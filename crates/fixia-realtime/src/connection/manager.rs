//! Connection manager
//!
//! Owns at most one live transport. Connect attempts are gated behind the
//! liveness probe; drops after a successful connect are retried with capped
//! exponential backoff. Retry policy lives here, never in the transport.
//!
//! Probe failures on a caller-initiated `connect()` fail fast without any
//! internal retry: a cold probe failure usually means the backend is down
//! entirely. Failures during a *scheduled* reconnect count as failed
//! retries and keep backing off until the cap -- a drop after a successful
//! connect usually means a transient blip worth retrying.

use crate::backoff::BackoffPolicy;
use crate::probe::{HttpProbe, LivenessProbe};
use crate::transport::{transport_factory, Transport, TransportEvent, TransportFactory};
use fixia_common::{RealtimeConfig, RealtimeError, RealtimeResult};
use parking_lot::Mutex;
use std::sync::Arc;
use tokio::sync::{broadcast, mpsc};
use tracing::{error, info, warn};

use super::ConnectionState;

/// Buffer for inbound message fan-out; slow subscribers lag, they do not
/// block the transport
const MESSAGE_BUFFER: usize = 256;

/// Buffer for the per-transport event channel
const EVENT_BUFFER: usize = 64;

/// Manages the single realtime connection session
///
/// Cheap to clone through `Arc`; all methods take `&self`. Construct one
/// per endpoint and hand it to whichever component needs realtime
/// connectivity -- there is no global instance.
#[derive(Clone)]
pub struct ConnectionManager {
    shared: Arc<Shared>,
}

struct Shared {
    policy: BackoffPolicy,
    max_reconnect_attempts: u32,
    probe: Arc<dyn LivenessProbe>,
    factory: Arc<dyn TransportFactory>,
    messages: broadcast::Sender<serde_json::Value>,
    inner: Mutex<Inner>,
}

/// The connection session record (one per manager)
struct Inner {
    state: ConnectionState,
    transport: Option<Arc<dyn Transport>>,
    reconnect_attempts: u32,
    connecting: bool,
    /// Generation counter. `disconnect()` bumps it; stale reconnect timers
    /// and events from torn-down transports compare against it and bail.
    epoch: u64,
}

impl ConnectionManager {
    /// Create a manager with injected probe and transport factory
    pub fn new(
        config: &RealtimeConfig,
        probe: Arc<dyn LivenessProbe>,
        factory: Arc<dyn TransportFactory>,
    ) -> Self {
        Self::with_policy(
            BackoffPolicy::from_config(config),
            config.max_reconnect_attempts,
            probe,
            factory,
        )
    }

    /// Create a manager with an explicit backoff policy
    pub fn with_policy(
        policy: BackoffPolicy,
        max_reconnect_attempts: u32,
        probe: Arc<dyn LivenessProbe>,
        factory: Arc<dyn TransportFactory>,
    ) -> Self {
        let (messages, _) = broadcast::channel(MESSAGE_BUFFER);
        Self {
            shared: Arc::new(Shared {
                policy,
                max_reconnect_attempts,
                probe,
                factory,
                messages,
                inner: Mutex::new(Inner {
                    state: ConnectionState::Idle,
                    transport: None,
                    reconnect_attempts: 0,
                    connecting: false,
                    epoch: 0,
                }),
            }),
        }
    }

    /// Wire up the production probe and transport for the configured mode
    ///
    /// # Errors
    /// Returns `RealtimeError::Config` if the HTTP clients cannot be built.
    pub fn from_config(config: &RealtimeConfig) -> RealtimeResult<Self> {
        let probe = Arc::new(HttpProbe::new(config)?);
        let factory = transport_factory(config)?;
        Ok(Self::new(config, probe, factory))
    }

    /// Connect, or return the existing/in-flight connection
    ///
    /// Idempotent while connected. While an attempt is in flight the call
    /// returns the pending handle (possibly `None`) without starting a
    /// second attempt. A probe failure aborts the attempt and returns
    /// `None` -- it is logged, not raised.
    pub async fn connect(&self) -> Option<Arc<dyn Transport>> {
        let epoch = {
            let mut inner = self.shared.inner.lock();
            if let Some(transport) = inner.transport.as_ref() {
                if transport.is_connected() {
                    return Some(transport.clone());
                }
            }
            if inner.connecting {
                return inner.transport.clone();
            }
            inner.connecting = true;
            inner.state = ConnectionState::Probing;
            inner.epoch
        };

        match Shared::try_establish(&self.shared, epoch).await {
            Ok(transport) => Some(transport),
            Err(error) => {
                warn!(%error, "connect attempt failed");
                let mut inner = self.shared.inner.lock();
                if inner.epoch == epoch {
                    inner.connecting = false;
                    // Fast-fail policy: a failed probe leaves us exactly
                    // where we started. Anything past the probe counts as
                    // a real failed attempt.
                    inner.state = if error.is_probe_failure() {
                        ConnectionState::Idle
                    } else {
                        ConnectionState::Disconnected
                    };
                }
                None
            }
        }
    }

    /// Tear the session down; idempotent, always succeeds
    pub async fn disconnect(&self) {
        let transport = {
            let mut inner = self.shared.inner.lock();
            inner.epoch += 1;
            inner.reconnect_attempts = 0;
            inner.connecting = false;
            inner.state = ConnectionState::Idle;
            inner.transport.take()
        };

        if let Some(transport) = transport {
            transport.close().await;
            info!("realtime connection closed");
        }
    }

    /// Whether a live transport exists right now; never panics
    #[must_use]
    pub fn is_connected(&self) -> bool {
        let inner = self.shared.inner.lock();
        inner.state == ConnectionState::Connected
            && inner.transport.as_ref().is_some_and(|t| t.is_connected())
    }

    /// Current transport handle, if any; pure accessor
    #[must_use]
    pub fn get_connection(&self) -> Option<Arc<dyn Transport>> {
        self.shared.inner.lock().transport.clone()
    }

    /// Current state machine position
    #[must_use]
    pub fn state(&self) -> ConnectionState {
        self.shared.inner.lock().state
    }

    /// Consecutive failed reconnect attempts since the last success
    #[must_use]
    pub fn reconnect_attempts(&self) -> u32 {
        self.shared.inner.lock().reconnect_attempts
    }

    /// Subscribe to inbound messages from the transport
    #[must_use]
    pub fn subscribe(&self) -> broadcast::Receiver<serde_json::Value> {
        self.shared.messages.subscribe()
    }
}

impl Shared {
    /// Probe, open a transport, register it. Shared by `connect()` and the
    /// reconnect timer; the caller decides what a failure means.
    async fn try_establish(
        shared: &Arc<Shared>,
        epoch: u64,
    ) -> RealtimeResult<Arc<dyn Transport>> {
        shared.probe.check().await?;

        // disconnect() may have raced the probe
        if shared.inner.lock().epoch != epoch {
            return Err(RealtimeError::NotConnected);
        }

        let (events_tx, events_rx) = mpsc::channel(EVENT_BUFFER);
        let transport = shared.factory.open(events_tx).await?;

        {
            let mut inner = shared.inner.lock();
            if inner.epoch != epoch {
                // torn down while the handshake ran; drop the fresh transport
                let transport = transport.clone();
                tokio::spawn(async move { transport.close().await });
                return Err(RealtimeError::NotConnected);
            }
            inner.transport = Some(transport.clone());
            inner.state = ConnectionState::Connecting;
        }

        Shared::spawn_event_pump(shared.clone(), epoch, events_rx);
        Ok(transport)
    }

    fn spawn_event_pump(
        shared: Arc<Shared>,
        epoch: u64,
        mut events: mpsc::Receiver<TransportEvent>,
    ) {
        tokio::spawn(async move {
            while let Some(event) = events.recv().await {
                Shared::handle_event(&shared, epoch, event);
            }
        });
    }

    /// Apply one transport event to the state machine
    fn handle_event(shared: &Arc<Shared>, epoch: u64, event: TransportEvent) {
        let mut inner = shared.inner.lock();
        if inner.epoch != epoch {
            return;
        }

        match event {
            TransportEvent::Message(payload) => {
                // fan-out happens outside the session lock; no subscribers
                // is fine
                drop(inner);
                let _ = shared.messages.send(payload);
            }
            TransportEvent::Connected => {
                inner.reconnect_attempts = 0;
                inner.connecting = false;
                inner.state = ConnectionState::Connected;
                info!("realtime transport connected");
            }
            TransportEvent::Disconnected(reason) => {
                inner.transport = None;
                inner.connecting = false;
                if inner.state == ConnectionState::Connected && reason.should_reconnect() {
                    info!(%reason, "realtime transport dropped");
                    Shared::schedule_reconnect(shared, &mut inner);
                } else {
                    info!(%reason, "realtime transport disconnected");
                    inner.state = ConnectionState::Disconnected;
                }
            }
            TransportEvent::Error(message) => {
                if inner.state == ConnectionState::Connecting {
                    // handshake-level error; no automatic retry from error alone
                    inner.transport = None;
                    inner.connecting = false;
                    inner.state = ConnectionState::Disconnected;
                    warn!(error = %message, "transport error while connecting");
                } else {
                    warn!(error = %message, "transport error");
                }
            }
        }
    }

    /// Schedule the next reconnect attempt, or give up at the cap
    ///
    /// Fail-stop by design: once the cap is hit the manager settles in
    /// `Disconnected` and waits for an explicit `connect()`.
    fn schedule_reconnect(shared: &Arc<Shared>, inner: &mut Inner) {
        if inner.reconnect_attempts >= shared.max_reconnect_attempts {
            inner.state = ConnectionState::Disconnected;
            let exhausted = RealtimeError::RetryExhausted(inner.reconnect_attempts);
            error!(error = %exhausted, "giving up on reconnection");
            return;
        }

        inner.reconnect_attempts += 1;
        let attempt = inner.reconnect_attempts;
        let delay = shared.policy.delay_for(attempt);
        inner.state = ConnectionState::ReconnectScheduled;
        let epoch = inner.epoch;

        info!(
            attempt,
            max = shared.max_reconnect_attempts,
            delay_ms = delay.as_millis() as u64,
            "reconnect scheduled"
        );

        let shared = shared.clone();
        tokio::spawn(async move {
            tokio::time::sleep(delay).await;
            {
                let mut inner = shared.inner.lock();
                // disconnect() or a caller-initiated connect() while we
                // slept makes this timer stale
                if inner.epoch != epoch || inner.state != ConnectionState::ReconnectScheduled {
                    return;
                }
                inner.connecting = true;
                inner.state = ConnectionState::Probing;
            }

            if let Err(error) = Shared::try_establish(&shared, epoch).await {
                warn!(%error, attempt, "reconnect attempt failed");
                let mut inner = shared.inner.lock();
                if inner.epoch == epoch {
                    inner.connecting = false;
                    Shared::schedule_reconnect(&shared, &mut inner);
                }
            }
        });
    }
}

impl std::fmt::Debug for ConnectionManager {
    fn fmt(&self, f: &mut std::fmt::Formatter<'_>) -> std::fmt::Result {
        let inner = self.shared.inner.lock();
        f.debug_struct("ConnectionManager")
            .field("state", &inner.state)
            .field("reconnect_attempts", &inner.reconnect_attempts)
            .field("connecting", &inner.connecting)
            .finish()
    }
}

#### TASK DETAILS:
What is wanted is every line from the first line of the entries through the line that contains "retried with capped", given again exactly.

#### REPLY TO THE TASK:
filename crates/fixia-realtime/src/connection/manager.rs
//! Connection manager
//!
//! Owns at most one live transport. Connect attempts are gated behind the
//! liveness probe; drops after a successful connect are retried with capped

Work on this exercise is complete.